On November 12, 2017, the American aerospace manufacturer Orbital ATK launched an Antares rocket from the Wallops Flight Facility in Virginia as part of a resupply mission for the International Space Station. Among other things, the rocket was loaded with a CubeSat miniaturized satellite weighing just over six pounds. Made and deployed into orbit by the private company NanoRacks, the satellite is called “Asgardia-1” and it carries 512 gigabytes of data from Asgardia’s first 1.5 million “citizens,” who could upload personal files (like family photos) when they registered online.

“I have a suspicion that this is the first mention of rap music in outer space, so maybe that makes me some kind of Gagarin for Russian rap,” joked a Russian musician named Leonid Popov, who decided to “make his mark on Earth’s orbit” by registering online, after hearing about Asgardia. “It just so happens that I was preparing to release my single ‘Interstellar’ around this time, and I figured it would be very symbolic to launch this track into outer space,” he says, “but unfortunately I couldn’t upload any audio files, no matter how much I compressed them, because of the limit on file sizes. In the end, I could only send an image of the album cover.”

The solar batteries of the satellite that bears Asgardia’s logo and slogan. September 19, 2017

The satellite has a scientific mission to fulfill (testing the effects of cosmic radiation on data integrity), but its real goal is something else: the creation of a new state born in the mind of Igor Ashurbeyli — small, yes, but entirely sovereign. Before the rocket ever lifted off, Asgardia already had its own flag, anthem, coat of arms, and “population.” What it lacked was even the smallest space where it could “have a state.” With its own CubeSat orbiting the Earth, Asgardia now — technically speaking — has the makings of an independent state. Once it separated from the International Space Station, Asgardia-1 entered a low-Earth orbit.

Ashurbeyli says he bankrolled the satellite entirely on his own, spending about €500,000 ($612,00) — ten times the normal cost of a CubeSat launch. The payment was in euros because Asgardia’s legal headquarters is in Vienna, which Ashurbeyli says he selected because Austria is a “neutral country” and because it’s home to the United Nations Space Committee.

After Asgardia assembles the governing bodies and agencies that will comprise its state infrastructure, Ashurbeyli plans to seek membership in the United Nations. “The UN will dissolve before Asgardia fails to gain statehood,” he says. “What is the UN, anyway? I don’t know whether to laugh or cry. Really, it’s a public organization that can’t recognize or not recognize a state. It’s bandits the Earth over — the whole planet. You stand on your little square of land with a knife in your hands and you say, ‘This is my state.’ If a neighbor disagrees, bang, you stick him. That’s how it works.”

Ashurbeyli says his main concern now is getting other states to recognize Asgardia in bilateral agreements. “If about five states around the world — I already know which ones — recognize Asgardia, then we’ll just walk straight into the UN building in New York and say, ‘Hello.’ And just let them try not to take us.” A source close to Ashurbeyli told Meduza that he’s counting on support from Monaco and Liechtenstein, among others.
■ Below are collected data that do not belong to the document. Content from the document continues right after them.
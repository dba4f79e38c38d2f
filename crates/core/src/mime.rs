//! MIME type lookup by file extension.
//!
//! The server only sees the [`MimeLookup`] trait. [`MimeTypes`] is the table
//! implementation, parsed from a text file of `EXTENSION = MIME` lines.

use std::collections::HashMap;
use std::path::Path;

/// Extension to MIME type lookup.
pub trait MimeLookup: Send + Sync + 'static {
    /// Look up the MIME type for an extension (without the leading dot).
    fn lookup(&self, extension: &str) -> Option<String>;
}

/// Resolve the MIME type of `filename` from the text after its last `.`.
pub fn mime_for_filename(lookup: &dyn MimeLookup, filename: &str) -> Option<String> {
    let (_, extension) = filename.rsplit_once('.')?;
    if extension.is_empty() {
        return None;
    }
    lookup.lookup(extension)
}

/// In-memory MIME table.
#[derive(Clone, Debug, Default)]
pub struct MimeTypes {
    types: HashMap<String, String>,
}

impl MimeTypes {
    /// Create an empty table.
    pub fn new() -> Self {
        Self::default()
    }

    /// Parse a table from text.
    ///
    /// Blank lines and `#` comments are skipped, as are lines without `=` or
    /// with an empty extension or type.
    pub fn parse(text: &str) -> Self {
        let types = text
            .lines()
            .map(str::trim)
            .filter(|line| !line.is_empty() && !line.starts_with('#'))
            .filter_map(|line| line.split_once('='))
            .map(|(ext, mime)| (ext.trim(), mime.trim()))
            .filter(|(ext, mime)| !ext.is_empty() && !mime.is_empty())
            .map(|(ext, mime)| (ext.to_string(), mime.to_string()))
            .collect();
        Self { types }
    }

    /// Load a table from a file.
    pub fn load(path: impl AsRef<Path>) -> crate::Result<Self> {
        let text = std::fs::read_to_string(path)?;
        Ok(Self::parse(&text))
    }

    /// Insert or replace a mapping.
    pub fn insert(&mut self, extension: impl Into<String>, mime: impl Into<String>) {
        self.types.insert(extension.into(), mime.into());
    }

    /// Number of known extensions.
    pub fn len(&self) -> usize {
        self.types.len()
    }

    /// Whether the table is empty.
    pub fn is_empty(&self) -> bool {
        self.types.is_empty()
    }
}

impl MimeLookup for MimeTypes {
    fn lookup(&self, extension: &str) -> Option<String> {
        self.types.get(extension).cloned()
    }
}
//! HTTP request handlers.

pub mod ingest;
pub mod pages;
pub mod records;

pub use ingest::*;
pub use pages::*;
pub use records::*;
//! HTTP server for the pasta ephemeral blob service.
//!
//! This crate provides:
//! - Ingestion, retrieval and token-authorised deletion of records
//! - The bounded public listing
//! - The per-client request throttle
//! - The background expiration sweeper
//! - Prometheus metrics

pub mod error;
pub mod handlers;
pub mod metrics;
pub mod public;
pub mod ratelimit;
pub mod reply;
pub mod routes;
pub mod state;
pub mod sweeper;

pub use error::ApiError;
pub use public::PublicListing;
pub use ratelimit::RequestThrottle;
pub use routes::create_router;
pub use state::AppState;
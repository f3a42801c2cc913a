use axum::Router;
use domain_usuarios::{PgUserRepository, UserService, handlers};

use crate::state::AppState;

pub fn router(state: &AppState) -> Router {
    let service = UserService::new(PgUserRepository::new(state.db.clone()));
    handlers::router(service)
}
Ashurbeyli unveiled his space kingdom at the Ritz Hotel in Paris at a press conference on October 12, 2016. He told Meduza that he got the idea while drinking a beer in Montreal after an international conference on space law, earlier that summer. He’s told other people, meanwhile, that he cooked up the whole idea while sitting in his office in Moscow. “Throughout time, the best of us have looked to the stars with hopes and dreams about a new happy world and a new celestial country,” Ashurbeyli said, addressing Asgardia’s future “residents.”

Ashurbeyli refers to Asgardia exclusively as a “state,” and he’s visibly annoyed when people call it a “project.” Whatever it is, Asgardia has attracted real people from around the world. Today, the space kingdom’s population — that is, the number of people who have registered online — is more than 168,000. Asgardia’s website proudly claims to be the 174th largest country on the planet — bigger, for example, than Kiribati or Andorra. In the future, once Asgardia has fully verified all its citizens, Ashurbeyli promises to issue special ID cards linked to individuals’ fingerprints and retinal scans. “The whole nine yards,” he says. For now, registration is far simpler: you complete a small form and agree to the Asgardian Constitution. Once that’s done, you can even vote in elections. A whopping 84 percent of Asgardians are self-reported men; 15 percent say they are women, and one percent define themselves as “other.” The space kingdom’s people are young, too, and just one in four “residents” is over thirty-five. On Facebook, posts linking to Asgardia draw hundreds of likes and comments, mostly in English.

One of the people leaving comments is Khassan Buchaala, a 36-year-old Arabic and French teacher living in Morocco. He also sent a selfie into space: a photo he took while fishing, which he says he hopes might make him outer space’s first fisherman. He says he decided to register for Asgardian citizenship after learning that its founder has a scientific background. “This is the first nation in history that’s had the goal of becoming a nation in space, or at least in orbit,” Buchaala says. “The journey of a thousand miles begins with a single step. Any new revolutionary idea needs the devotion of people who believe the dream could one day come true.”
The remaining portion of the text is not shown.